* _Work task_: In the records below, find every line with the word "WeightedIndex" and copy it.

[Given records Boundary: Start]

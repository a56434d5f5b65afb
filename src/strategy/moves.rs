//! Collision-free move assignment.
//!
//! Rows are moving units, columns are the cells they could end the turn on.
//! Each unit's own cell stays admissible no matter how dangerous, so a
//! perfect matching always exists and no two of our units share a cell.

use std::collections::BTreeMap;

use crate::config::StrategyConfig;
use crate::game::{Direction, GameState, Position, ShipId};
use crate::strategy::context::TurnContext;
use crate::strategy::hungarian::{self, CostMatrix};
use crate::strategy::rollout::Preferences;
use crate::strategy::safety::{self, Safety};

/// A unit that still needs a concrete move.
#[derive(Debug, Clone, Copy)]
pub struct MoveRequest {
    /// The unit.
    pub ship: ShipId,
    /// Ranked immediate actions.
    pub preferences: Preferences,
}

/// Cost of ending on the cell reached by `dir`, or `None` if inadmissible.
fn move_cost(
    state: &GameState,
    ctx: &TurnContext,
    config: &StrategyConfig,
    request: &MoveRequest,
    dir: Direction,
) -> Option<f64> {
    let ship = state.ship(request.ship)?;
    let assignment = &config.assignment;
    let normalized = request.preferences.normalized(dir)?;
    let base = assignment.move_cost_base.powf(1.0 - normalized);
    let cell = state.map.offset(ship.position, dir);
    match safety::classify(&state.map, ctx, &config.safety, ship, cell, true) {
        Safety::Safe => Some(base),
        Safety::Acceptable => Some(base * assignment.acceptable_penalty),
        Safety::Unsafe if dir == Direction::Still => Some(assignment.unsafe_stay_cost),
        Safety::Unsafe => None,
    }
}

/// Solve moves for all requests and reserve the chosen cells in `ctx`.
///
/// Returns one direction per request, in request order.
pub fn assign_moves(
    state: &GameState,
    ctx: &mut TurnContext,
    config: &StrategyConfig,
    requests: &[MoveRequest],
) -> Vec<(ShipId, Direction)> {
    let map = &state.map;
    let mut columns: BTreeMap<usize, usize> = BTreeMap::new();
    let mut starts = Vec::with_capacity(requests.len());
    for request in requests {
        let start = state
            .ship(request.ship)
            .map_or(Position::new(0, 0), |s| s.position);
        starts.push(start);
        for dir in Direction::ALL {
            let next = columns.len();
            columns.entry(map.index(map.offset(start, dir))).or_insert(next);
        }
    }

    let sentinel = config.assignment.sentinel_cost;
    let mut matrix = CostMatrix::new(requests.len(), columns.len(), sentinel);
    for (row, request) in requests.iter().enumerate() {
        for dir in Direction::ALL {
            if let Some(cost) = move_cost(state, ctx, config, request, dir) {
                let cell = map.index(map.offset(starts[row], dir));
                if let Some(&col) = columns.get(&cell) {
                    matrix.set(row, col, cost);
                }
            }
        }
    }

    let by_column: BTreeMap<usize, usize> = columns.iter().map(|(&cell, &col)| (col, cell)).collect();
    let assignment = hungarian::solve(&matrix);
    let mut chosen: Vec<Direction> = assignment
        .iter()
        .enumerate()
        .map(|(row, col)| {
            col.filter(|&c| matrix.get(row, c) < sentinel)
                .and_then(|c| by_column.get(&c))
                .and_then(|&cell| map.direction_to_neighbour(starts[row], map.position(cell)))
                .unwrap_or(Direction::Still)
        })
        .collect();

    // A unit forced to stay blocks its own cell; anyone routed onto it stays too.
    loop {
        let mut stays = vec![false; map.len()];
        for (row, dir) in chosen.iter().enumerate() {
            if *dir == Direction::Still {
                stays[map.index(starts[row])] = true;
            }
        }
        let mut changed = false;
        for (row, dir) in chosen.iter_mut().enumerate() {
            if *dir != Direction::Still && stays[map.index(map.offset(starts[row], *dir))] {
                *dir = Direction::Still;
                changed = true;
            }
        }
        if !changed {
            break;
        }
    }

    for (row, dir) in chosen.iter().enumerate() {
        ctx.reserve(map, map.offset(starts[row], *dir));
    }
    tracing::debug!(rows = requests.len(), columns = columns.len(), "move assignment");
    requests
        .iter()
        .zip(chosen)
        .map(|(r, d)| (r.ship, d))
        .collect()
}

[Given records Boundary: End]
[Given records Boundary: Start]

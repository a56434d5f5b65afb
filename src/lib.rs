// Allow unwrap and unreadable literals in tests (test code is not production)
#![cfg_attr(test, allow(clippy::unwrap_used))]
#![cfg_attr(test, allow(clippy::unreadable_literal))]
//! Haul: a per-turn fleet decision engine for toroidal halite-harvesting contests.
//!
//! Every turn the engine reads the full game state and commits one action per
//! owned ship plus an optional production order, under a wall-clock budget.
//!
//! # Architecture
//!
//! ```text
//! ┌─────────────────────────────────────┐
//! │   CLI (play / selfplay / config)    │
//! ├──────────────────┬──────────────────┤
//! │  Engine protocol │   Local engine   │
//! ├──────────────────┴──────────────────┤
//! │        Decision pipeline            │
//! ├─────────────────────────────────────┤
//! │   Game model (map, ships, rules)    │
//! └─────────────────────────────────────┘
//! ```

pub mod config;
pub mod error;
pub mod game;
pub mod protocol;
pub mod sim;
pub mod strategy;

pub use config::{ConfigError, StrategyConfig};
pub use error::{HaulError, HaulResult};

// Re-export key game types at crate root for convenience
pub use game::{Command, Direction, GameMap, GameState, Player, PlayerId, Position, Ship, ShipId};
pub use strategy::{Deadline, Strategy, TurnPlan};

[Given records Boundary: End]
[Given records Boundary: Start]

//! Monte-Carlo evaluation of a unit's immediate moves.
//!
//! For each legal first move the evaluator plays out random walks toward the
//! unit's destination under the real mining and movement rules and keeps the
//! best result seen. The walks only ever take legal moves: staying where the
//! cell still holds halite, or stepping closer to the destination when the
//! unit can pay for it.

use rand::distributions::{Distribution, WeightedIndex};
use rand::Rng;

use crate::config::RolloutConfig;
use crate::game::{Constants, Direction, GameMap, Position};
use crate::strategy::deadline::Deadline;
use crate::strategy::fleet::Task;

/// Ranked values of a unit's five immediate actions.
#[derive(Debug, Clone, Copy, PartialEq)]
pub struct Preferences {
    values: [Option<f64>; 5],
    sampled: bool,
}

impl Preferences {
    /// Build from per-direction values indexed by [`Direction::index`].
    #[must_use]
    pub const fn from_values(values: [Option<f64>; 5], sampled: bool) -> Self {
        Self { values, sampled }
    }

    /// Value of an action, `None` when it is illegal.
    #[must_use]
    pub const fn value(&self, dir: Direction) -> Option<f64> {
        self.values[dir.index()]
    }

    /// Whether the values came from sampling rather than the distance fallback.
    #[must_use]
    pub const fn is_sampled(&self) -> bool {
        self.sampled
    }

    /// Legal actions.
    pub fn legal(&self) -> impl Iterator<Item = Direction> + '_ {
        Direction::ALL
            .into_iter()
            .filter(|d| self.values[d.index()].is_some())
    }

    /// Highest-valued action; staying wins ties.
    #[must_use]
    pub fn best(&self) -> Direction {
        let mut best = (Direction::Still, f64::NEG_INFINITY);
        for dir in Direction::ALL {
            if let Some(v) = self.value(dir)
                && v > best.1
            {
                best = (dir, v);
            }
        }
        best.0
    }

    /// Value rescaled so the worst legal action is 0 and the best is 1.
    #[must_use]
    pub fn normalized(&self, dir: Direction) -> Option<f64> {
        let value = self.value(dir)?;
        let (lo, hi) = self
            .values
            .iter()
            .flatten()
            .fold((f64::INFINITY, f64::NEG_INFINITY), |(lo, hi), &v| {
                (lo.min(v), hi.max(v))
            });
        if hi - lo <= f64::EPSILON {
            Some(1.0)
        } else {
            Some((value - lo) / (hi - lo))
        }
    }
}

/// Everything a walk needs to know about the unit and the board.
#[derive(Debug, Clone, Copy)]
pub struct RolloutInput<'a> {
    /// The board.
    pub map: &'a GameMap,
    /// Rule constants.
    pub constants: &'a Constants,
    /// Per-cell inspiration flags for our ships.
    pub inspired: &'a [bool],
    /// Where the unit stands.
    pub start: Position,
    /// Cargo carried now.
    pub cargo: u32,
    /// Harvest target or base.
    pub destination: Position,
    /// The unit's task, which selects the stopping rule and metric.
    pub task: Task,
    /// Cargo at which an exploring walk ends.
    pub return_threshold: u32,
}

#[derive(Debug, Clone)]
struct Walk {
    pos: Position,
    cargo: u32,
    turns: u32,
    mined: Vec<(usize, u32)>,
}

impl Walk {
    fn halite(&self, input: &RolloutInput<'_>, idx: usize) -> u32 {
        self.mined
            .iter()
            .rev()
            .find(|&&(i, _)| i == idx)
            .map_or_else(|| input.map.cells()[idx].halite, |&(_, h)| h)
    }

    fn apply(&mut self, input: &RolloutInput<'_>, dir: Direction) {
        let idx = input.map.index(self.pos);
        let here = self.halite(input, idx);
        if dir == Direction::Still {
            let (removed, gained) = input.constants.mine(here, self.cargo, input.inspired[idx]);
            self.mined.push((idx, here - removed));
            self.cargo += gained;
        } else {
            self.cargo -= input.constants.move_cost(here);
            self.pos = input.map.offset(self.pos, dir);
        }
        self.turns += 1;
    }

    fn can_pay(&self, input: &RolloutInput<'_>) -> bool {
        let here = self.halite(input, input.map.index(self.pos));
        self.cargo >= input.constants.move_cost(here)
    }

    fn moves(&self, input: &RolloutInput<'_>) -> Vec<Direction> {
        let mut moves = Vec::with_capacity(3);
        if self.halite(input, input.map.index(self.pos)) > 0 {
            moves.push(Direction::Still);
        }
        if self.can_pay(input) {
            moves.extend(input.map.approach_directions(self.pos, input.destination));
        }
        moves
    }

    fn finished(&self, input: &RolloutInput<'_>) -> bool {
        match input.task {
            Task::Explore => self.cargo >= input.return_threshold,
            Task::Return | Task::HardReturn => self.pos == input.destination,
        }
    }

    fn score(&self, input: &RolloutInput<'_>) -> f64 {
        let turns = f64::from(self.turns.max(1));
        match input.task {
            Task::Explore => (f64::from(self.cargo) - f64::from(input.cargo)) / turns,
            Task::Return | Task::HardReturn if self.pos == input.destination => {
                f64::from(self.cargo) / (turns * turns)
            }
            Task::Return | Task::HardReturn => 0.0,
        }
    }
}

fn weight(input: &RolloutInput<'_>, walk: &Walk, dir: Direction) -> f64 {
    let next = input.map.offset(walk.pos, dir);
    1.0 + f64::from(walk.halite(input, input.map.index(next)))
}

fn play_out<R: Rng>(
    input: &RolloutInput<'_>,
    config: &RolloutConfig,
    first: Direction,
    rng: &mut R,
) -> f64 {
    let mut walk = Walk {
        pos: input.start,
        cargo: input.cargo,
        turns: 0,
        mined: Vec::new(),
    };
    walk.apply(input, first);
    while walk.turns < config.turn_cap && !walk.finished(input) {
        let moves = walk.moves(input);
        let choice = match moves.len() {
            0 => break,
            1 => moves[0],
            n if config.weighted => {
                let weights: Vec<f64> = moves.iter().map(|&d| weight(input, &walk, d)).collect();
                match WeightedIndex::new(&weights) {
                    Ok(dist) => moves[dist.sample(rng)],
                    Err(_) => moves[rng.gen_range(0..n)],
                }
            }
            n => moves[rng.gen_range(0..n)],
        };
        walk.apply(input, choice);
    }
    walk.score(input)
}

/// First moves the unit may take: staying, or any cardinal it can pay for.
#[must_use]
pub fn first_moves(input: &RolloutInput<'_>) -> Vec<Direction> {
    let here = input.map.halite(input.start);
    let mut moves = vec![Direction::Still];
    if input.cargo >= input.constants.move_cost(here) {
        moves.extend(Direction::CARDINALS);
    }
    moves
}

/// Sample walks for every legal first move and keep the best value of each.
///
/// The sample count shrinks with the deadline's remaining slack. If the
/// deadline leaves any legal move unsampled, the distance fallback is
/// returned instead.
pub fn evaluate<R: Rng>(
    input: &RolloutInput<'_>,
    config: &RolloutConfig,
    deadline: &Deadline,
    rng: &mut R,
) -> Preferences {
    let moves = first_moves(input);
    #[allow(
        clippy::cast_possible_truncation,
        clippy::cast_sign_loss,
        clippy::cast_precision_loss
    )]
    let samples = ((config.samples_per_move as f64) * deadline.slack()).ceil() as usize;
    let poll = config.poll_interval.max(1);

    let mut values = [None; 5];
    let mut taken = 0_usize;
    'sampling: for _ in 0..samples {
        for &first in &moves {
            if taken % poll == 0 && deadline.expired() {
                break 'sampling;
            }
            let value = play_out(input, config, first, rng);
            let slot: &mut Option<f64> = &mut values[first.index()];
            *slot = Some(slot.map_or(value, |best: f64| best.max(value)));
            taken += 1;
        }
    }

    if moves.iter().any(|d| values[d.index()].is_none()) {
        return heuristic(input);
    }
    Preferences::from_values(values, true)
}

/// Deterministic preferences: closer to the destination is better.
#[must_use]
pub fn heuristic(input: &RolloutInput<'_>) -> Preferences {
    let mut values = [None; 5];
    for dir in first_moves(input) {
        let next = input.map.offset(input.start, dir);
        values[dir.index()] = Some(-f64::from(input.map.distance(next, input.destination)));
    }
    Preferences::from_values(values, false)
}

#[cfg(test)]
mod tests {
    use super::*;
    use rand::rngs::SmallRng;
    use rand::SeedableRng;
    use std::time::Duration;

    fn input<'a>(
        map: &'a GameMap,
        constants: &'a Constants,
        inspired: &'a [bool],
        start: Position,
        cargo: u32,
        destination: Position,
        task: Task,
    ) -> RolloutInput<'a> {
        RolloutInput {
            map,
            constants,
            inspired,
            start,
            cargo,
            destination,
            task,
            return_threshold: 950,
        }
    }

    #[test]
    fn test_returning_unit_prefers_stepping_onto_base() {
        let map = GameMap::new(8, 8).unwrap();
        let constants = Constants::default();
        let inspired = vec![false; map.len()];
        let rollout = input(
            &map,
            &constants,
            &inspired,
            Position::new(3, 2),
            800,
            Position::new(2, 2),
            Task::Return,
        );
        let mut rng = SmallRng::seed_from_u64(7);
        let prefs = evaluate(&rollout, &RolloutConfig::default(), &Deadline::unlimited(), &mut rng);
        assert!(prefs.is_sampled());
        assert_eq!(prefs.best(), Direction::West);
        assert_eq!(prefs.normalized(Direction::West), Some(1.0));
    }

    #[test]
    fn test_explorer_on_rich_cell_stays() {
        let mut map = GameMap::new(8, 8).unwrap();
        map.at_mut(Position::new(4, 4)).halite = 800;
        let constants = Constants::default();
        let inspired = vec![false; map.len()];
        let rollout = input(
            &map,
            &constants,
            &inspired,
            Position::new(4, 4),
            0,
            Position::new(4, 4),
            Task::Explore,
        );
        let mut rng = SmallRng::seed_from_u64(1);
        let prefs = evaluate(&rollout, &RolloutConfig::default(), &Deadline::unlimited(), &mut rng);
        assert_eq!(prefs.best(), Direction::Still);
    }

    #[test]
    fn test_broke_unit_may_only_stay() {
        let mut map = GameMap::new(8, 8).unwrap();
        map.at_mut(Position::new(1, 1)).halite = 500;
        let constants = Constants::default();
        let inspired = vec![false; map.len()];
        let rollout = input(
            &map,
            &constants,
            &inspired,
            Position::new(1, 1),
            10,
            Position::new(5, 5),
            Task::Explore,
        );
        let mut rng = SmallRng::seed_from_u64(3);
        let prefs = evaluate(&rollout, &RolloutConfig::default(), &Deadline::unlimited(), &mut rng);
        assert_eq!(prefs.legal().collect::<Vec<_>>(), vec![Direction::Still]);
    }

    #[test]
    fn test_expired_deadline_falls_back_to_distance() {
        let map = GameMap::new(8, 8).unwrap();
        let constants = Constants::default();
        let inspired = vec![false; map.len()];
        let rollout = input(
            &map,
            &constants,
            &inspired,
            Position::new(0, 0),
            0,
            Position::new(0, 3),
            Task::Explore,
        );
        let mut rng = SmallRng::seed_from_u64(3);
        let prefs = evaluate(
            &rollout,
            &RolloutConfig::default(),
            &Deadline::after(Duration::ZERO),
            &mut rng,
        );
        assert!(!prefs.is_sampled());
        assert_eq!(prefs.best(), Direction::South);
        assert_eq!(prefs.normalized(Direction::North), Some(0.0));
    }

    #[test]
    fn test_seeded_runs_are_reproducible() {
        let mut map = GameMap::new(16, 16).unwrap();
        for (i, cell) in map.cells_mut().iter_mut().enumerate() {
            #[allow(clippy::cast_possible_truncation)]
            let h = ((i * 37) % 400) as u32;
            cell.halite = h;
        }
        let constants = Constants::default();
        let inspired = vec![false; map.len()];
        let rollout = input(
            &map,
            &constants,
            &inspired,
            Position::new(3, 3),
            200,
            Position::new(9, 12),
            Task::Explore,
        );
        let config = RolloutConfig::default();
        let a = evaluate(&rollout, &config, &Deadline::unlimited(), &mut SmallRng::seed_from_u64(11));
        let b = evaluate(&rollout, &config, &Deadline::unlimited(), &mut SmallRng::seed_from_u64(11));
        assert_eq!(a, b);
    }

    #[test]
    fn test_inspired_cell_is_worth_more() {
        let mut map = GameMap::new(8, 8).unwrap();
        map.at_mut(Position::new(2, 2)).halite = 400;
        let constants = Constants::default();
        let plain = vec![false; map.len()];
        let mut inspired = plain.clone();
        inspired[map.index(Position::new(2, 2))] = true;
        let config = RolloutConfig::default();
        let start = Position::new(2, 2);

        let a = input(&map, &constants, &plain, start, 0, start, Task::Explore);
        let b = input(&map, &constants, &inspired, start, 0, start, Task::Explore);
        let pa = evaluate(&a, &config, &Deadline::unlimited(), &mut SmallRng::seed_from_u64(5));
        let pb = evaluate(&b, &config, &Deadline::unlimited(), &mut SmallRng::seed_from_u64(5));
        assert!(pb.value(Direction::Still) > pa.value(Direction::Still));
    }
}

[Given records Boundary: End]

* _Answer to this task_:
use rand::distributions::{Distribution, WeightedIndex};
                match WeightedIndex::new(&weights) {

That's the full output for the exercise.